Hanna conducted electron micro-analysis of the soil samples at Fayetteville State University and determined that the mineral garnet also was present in all of them. Soil from McNeill's home and Shaniya's home didn't have the same composition as what was found in McNeill's car, she said.

"I would say it's highly unlikely they did not come from the same source," she said of the soil from the car and the kudzu patch.

Garcia echoed her comment.

Defense attorney Butch Pope questioned Hanna as to the extent of garnet in the region.

"I would not expect there to be garnet in the area of Fayetteville," she said, citing geological studies and maps.

Pope noted that soil on the floor mats of McNeill's car weren't tested and that the brake pedal was "squeaky clean."

"The floor mats would not have affected my interpretation of the gas pedal," Hanna responded.

"Do you know who drove the automobile before Mr.

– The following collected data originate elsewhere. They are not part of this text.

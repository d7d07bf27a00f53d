//! The board engine: building a grid, revealing with flood fill, flag toggling and win evaluation.
//!
//! Everything here takes the grid explicitly so it works the same against generated and synthetic boards.

use std::collections::VecDeque;

use rand::Rng;

use crate::*;

/// Builds a `rows x cols` grid with `mines` uniformly placed mines.
pub fn build<R: Rng>(size: Coord2, mines: CellCount, rng: &mut R) -> Result<Grid> {
    let config = GameConfig::new(size, mines)?;
    Ok(RandomMinefieldGenerator::new(rng.random(), StartCell::Random).generate(config))
}

/// Reveals a hidden cell, flood filling from it when it is empty.
///
/// A flag on a revealed cell is cleared. Revealing an already revealed cell is a no-op.
pub fn reveal(grid: &mut Grid, coords: Coord2) -> Result<RevealOutcome> {
    let coords = grid.validate_coords(coords)?;
    let cell = grid[coords];

    if cell.is_revealed() {
        return Ok(RevealOutcome::NoChange);
    }

    open_cell(grid, coords);

    if cell.is_mine() {
        grid[coords].detonated = true;
        log::debug!("Detonated mine at {:?}", coords);
        return Ok(RevealOutcome::Mine);
    }

    let count = cell.adjacent_mine_count();
    log::debug!("Revealed cell at {:?}, mine count: {}", coords, count);
    if count > 0 {
        return Ok(RevealOutcome::Numbered(count));
    }

    let mut revealed: CellCount = 1;
    let mut to_visit: VecDeque<_> = grid
        .iter_neighbors(coords)
        .filter(|&pos| !grid[pos].is_revealed())
        .collect();
    log::trace!(
        "Starting flood-fill from {:?}, initial neighbors: {:?}",
        coords,
        to_visit
    );

    while let Some(visit_coords) = to_visit.pop_front() {
        let visit = grid[visit_coords];

        // queued more than once, or a mine next to a numbered border
        if visit.is_revealed() || visit.is_mine() {
            continue;
        }

        open_cell(grid, visit_coords);
        revealed += 1;
        log::trace!(
            "Flood opened cell at {:?}, mine count: {}",
            visit_coords,
            visit.adjacent_mine_count()
        );

        if visit.is_empty() {
            to_visit.extend(
                grid.iter_neighbors(visit_coords)
                    .filter(|&pos| !grid[pos].is_revealed()),
            );
        }
    }

    Ok(RevealOutcome::Empty { revealed })
}

/// Flips the flag on a hidden cell. Revealed cells cannot be flagged.
pub fn toggle_flag(grid: &mut Grid, coords: Coord2) -> Result<MarkOutcome> {
    let coords = grid.validate_coords(coords)?;
    let cell = &mut grid[coords];

    if cell.revealed {
        return Ok(MarkOutcome::NoChange);
    }

    cell.flagged = !cell.flagged;
    if cell.flagged {
        grid.flag_count += 1;
    } else {
        grid.flag_count -= 1;
    }
    Ok(MarkOutcome::Changed)
}

/// Won when every mine is flagged and every other cell is revealed and unflagged.
pub fn evaluate_win(grid: &Grid) -> bool {
    grid.cells()
        .all(|cell| (cell.is_revealed() || cell.is_flagged()) && cell.is_flagged() == cell.is_mine())
}

/// Exposes the whole board without detonating anything, so mines can be shown after a loss.
pub fn reveal_all(grid: &mut Grid) {
    let (rows, cols) = grid.size();
    for row in 0..rows {
        for col in 0..cols {
            if !grid[(row, col)].is_revealed() {
                open_cell(grid, (row, col));
            }
        }
    }
}

fn open_cell(grid: &mut Grid, coords: Coord2) {
    let cell = &mut grid[coords];
    let was_flagged = cell.flagged;
    let is_mine = cell.is_mine;

    cell.revealed = true;
    cell.flagged = false;

    if was_flagged {
        grid.flag_count -= 1;
    }
    if !is_mine {
        grid.revealed_safe_count += 1;
    }
}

McNeill?" Pope asked. "Do you know who got in that car, put it in gear and drove off?"

Hanna said she didn't know.

"The point is, this car was placed as the one belonging to the suspect, she said.

The testimony was the first conclusive link between McNeill and Shaniya's death.

State Bureau of Investigation analysts testified in recent days that his DNA wasn't found on her and that four hairs found on a hotel comforter and some pubic hair found on a blanket pulled from a trash can outside Shaniya's home might belong to him.

McNeill has admitted to taking Shaniya to a Comfort Suites in Sanford, but his attorneys contend the girl's aunt asked him to take her there to hand her off to other relatives, who would ensure that she went to school.

Steven Swensen, a forensic expert with the Minnesota Bureau of Criminal Apprehension who conducted advanced DNA tests on the hairs, testified Tuesday that there was less than a 1 percent chance that the hairs were from someone other than McNeill.

Christie Smith, a supervisor at the Arizona Department of Public Safety crime lab in Phoenix, testified that similar DNA testing showed that McNeill couldn't have been the source of hair found on Shaniya's clothing.

An autopsy determined that Shaniya was suffocated and suffered injuries "consistent with a sexual assault" shortly before she died.

Investigators say Shaniya's mother, Antoinette Nicole Davis, sold her daughter to McNeill to pay off a drug debt.

She is charged with first-degree murder, indecent liberties with a child, felony child abuse, felony sexual servitude, rape of a child, sexual offense of a child by an adult offender, human trafficking and making a false police report. She will be tried after McNeill's case is over, but prosecutors aren't seeking the death penalty against her.